From the records below, transcribe exactly the lines that begin at the line with "流水线数据模型：品牌上下文、策略 / 质量档位、主计划、设计令牌、文件集、生成结果" and end at the line with "pub struct ColorPalette", both included.

Given data below:

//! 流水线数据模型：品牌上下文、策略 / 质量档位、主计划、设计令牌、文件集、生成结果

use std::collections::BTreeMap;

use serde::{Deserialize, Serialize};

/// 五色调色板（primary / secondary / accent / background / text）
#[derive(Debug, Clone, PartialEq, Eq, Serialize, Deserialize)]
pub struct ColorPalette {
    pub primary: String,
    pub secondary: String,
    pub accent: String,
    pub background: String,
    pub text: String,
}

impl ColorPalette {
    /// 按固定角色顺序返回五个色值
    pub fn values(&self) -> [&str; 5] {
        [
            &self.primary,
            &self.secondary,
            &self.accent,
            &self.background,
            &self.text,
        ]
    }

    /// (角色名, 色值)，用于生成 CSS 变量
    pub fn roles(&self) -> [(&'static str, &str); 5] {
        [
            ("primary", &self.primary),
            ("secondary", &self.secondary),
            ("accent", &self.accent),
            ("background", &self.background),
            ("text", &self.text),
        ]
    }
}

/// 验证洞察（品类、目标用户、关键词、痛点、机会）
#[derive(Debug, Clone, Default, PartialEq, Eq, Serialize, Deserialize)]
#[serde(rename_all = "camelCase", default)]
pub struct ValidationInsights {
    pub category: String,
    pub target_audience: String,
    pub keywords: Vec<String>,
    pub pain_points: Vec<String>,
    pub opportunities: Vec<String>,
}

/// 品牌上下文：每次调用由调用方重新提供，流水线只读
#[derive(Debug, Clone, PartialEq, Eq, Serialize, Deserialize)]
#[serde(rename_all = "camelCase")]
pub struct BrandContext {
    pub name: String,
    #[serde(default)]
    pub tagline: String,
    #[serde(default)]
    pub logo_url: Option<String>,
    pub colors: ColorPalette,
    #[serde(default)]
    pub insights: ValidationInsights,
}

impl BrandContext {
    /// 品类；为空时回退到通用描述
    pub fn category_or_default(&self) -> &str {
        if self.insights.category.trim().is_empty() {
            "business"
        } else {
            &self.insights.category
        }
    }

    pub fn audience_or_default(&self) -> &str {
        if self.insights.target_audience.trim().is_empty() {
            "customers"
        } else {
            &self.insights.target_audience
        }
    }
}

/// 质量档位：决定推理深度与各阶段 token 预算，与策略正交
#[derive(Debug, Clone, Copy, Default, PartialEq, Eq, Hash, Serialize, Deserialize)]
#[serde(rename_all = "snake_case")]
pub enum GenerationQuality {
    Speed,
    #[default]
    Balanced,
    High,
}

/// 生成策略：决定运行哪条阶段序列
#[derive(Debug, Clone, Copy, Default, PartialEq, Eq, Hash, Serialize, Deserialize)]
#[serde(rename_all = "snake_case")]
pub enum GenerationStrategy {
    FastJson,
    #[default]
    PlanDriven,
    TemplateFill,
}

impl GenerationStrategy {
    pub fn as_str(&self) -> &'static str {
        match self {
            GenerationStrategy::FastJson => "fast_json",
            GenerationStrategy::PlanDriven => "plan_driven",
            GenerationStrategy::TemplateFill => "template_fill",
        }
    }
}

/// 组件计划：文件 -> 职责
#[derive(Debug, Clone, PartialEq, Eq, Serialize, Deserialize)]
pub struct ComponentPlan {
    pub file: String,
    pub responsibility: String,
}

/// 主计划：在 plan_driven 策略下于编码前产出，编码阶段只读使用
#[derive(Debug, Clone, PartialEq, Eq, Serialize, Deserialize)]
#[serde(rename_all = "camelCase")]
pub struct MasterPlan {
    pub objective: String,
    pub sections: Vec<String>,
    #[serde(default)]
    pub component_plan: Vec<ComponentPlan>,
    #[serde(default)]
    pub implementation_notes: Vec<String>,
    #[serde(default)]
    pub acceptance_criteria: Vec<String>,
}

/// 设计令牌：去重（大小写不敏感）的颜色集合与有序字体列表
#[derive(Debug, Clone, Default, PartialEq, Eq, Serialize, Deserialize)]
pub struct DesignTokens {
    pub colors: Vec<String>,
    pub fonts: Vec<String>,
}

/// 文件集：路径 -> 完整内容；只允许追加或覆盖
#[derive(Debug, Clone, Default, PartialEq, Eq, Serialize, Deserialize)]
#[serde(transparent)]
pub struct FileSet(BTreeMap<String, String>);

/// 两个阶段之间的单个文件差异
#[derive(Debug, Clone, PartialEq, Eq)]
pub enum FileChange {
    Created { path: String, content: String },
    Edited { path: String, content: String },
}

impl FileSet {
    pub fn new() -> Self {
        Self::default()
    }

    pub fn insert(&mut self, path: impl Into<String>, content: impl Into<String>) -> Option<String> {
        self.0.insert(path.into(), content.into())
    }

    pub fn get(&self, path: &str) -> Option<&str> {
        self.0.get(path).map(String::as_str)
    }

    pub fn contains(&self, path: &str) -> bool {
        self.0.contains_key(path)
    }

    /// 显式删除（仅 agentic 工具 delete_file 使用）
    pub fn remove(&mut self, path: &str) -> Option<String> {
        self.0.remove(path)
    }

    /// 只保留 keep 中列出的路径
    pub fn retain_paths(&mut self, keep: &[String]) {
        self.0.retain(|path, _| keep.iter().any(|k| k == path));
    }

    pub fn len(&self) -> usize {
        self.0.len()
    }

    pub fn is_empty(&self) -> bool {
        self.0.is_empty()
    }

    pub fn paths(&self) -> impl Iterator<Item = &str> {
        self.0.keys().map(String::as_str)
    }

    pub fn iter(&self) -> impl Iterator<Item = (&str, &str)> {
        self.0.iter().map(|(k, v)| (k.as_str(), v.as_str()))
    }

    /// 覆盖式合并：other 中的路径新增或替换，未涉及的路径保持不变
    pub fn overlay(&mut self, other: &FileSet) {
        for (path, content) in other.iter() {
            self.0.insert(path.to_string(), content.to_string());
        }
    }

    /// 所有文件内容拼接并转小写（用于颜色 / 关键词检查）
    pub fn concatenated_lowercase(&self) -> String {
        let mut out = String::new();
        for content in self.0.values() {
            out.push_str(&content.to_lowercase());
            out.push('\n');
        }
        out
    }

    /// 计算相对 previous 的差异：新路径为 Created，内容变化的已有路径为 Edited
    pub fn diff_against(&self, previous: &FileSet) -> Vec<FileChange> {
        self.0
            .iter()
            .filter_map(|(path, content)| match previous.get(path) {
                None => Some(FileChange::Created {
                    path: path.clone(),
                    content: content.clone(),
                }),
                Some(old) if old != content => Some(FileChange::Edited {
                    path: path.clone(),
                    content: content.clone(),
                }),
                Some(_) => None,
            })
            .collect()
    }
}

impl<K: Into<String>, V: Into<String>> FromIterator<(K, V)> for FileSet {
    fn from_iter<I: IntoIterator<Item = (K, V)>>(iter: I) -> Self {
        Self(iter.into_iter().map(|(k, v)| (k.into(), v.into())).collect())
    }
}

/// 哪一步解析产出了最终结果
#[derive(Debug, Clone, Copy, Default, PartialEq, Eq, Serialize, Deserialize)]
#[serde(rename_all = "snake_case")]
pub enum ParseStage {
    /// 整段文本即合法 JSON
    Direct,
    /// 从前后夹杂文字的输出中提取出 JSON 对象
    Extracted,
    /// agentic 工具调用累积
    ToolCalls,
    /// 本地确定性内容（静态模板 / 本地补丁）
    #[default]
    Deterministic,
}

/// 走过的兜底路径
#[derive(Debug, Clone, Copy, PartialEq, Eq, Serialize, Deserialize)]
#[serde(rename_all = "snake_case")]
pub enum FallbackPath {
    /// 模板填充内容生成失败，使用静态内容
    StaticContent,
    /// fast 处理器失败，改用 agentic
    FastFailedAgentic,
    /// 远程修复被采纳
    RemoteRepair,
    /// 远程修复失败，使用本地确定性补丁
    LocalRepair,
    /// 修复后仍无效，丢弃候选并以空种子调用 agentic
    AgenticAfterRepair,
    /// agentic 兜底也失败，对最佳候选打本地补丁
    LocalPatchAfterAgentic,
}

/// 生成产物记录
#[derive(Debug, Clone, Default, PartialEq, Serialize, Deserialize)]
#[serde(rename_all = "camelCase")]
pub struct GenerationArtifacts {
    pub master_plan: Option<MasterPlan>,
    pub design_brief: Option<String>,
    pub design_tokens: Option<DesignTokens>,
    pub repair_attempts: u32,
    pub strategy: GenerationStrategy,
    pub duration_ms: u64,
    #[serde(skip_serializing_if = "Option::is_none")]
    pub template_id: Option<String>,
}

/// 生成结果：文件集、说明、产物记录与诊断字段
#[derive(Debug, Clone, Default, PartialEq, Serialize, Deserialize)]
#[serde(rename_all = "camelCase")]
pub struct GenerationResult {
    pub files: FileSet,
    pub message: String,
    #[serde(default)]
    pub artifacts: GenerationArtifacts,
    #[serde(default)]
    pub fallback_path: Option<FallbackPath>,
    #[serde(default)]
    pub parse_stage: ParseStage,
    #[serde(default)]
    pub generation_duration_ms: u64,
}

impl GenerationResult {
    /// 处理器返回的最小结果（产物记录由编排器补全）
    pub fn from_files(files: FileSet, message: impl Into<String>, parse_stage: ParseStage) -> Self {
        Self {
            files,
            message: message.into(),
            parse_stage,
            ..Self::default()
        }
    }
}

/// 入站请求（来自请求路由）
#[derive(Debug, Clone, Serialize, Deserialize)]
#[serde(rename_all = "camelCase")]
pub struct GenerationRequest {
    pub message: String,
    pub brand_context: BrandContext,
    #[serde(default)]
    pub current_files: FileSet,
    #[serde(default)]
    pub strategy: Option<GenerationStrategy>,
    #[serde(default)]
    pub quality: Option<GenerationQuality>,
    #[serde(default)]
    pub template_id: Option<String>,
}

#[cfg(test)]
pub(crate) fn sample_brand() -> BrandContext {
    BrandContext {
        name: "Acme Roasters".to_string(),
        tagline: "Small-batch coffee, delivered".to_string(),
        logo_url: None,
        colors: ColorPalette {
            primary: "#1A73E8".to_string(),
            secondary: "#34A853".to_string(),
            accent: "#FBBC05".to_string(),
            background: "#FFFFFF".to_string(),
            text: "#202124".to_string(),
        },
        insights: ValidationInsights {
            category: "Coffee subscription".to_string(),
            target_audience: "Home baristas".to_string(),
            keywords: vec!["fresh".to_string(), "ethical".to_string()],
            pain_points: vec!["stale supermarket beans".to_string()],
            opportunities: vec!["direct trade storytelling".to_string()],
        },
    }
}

End of Given data.
Given data below:

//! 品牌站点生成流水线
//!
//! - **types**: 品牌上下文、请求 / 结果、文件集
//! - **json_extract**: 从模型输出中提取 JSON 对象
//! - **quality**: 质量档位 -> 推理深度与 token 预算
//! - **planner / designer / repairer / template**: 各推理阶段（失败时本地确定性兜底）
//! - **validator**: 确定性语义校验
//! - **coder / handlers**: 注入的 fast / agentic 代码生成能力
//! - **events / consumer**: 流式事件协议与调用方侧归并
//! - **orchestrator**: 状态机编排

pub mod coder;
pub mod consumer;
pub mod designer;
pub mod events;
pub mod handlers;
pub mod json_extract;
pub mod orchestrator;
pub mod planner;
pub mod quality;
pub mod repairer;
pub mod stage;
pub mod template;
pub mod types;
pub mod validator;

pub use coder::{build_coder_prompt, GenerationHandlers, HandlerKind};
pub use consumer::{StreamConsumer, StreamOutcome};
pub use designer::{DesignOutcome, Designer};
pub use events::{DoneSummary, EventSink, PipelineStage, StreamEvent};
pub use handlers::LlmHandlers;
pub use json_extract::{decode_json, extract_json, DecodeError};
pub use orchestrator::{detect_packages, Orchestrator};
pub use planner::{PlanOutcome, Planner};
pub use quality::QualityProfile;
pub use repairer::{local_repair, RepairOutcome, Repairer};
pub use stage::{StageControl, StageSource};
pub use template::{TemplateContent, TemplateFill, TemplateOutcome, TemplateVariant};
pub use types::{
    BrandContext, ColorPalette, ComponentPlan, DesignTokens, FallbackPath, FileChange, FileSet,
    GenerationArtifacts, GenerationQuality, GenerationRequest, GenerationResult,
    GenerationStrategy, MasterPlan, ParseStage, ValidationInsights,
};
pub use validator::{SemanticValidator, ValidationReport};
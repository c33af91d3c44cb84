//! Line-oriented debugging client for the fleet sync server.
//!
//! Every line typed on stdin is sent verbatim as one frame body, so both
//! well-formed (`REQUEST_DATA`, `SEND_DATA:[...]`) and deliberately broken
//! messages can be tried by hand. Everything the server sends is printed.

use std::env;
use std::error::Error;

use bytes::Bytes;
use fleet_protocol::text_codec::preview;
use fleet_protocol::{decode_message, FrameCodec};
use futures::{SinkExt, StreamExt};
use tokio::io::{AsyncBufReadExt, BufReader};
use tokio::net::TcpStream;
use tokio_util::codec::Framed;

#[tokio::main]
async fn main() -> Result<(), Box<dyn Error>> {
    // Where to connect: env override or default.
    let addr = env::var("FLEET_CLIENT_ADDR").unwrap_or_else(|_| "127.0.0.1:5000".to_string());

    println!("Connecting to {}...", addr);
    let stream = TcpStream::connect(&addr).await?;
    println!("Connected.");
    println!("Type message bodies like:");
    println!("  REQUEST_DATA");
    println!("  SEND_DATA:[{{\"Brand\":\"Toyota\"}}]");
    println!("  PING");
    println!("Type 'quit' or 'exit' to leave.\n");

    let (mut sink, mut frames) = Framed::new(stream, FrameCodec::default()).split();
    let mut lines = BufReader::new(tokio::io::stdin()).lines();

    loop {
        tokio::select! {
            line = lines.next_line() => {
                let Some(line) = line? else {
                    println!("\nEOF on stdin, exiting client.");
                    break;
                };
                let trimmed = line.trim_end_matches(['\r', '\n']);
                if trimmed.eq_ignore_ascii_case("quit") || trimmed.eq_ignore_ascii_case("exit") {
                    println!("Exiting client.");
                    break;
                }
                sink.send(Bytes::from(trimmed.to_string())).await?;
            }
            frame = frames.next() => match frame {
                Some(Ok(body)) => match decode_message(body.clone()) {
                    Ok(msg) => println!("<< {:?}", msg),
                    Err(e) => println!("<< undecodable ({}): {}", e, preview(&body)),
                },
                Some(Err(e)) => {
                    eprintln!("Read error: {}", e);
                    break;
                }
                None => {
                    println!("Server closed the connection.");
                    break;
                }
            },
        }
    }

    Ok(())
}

End of Given data.

◆ Result of this task
//! 流水线数据模型：品牌上下文、策略 / 质量档位、主计划、设计令牌、文件集、生成结果

use std::collections::BTreeMap;

use serde::{Deserialize, Serialize};

/// 五色调色板（primary / secondary / accent / background / text）
#[derive(Debug, Clone, PartialEq, Eq, Serialize, Deserialize)]
pub struct ColorPalette {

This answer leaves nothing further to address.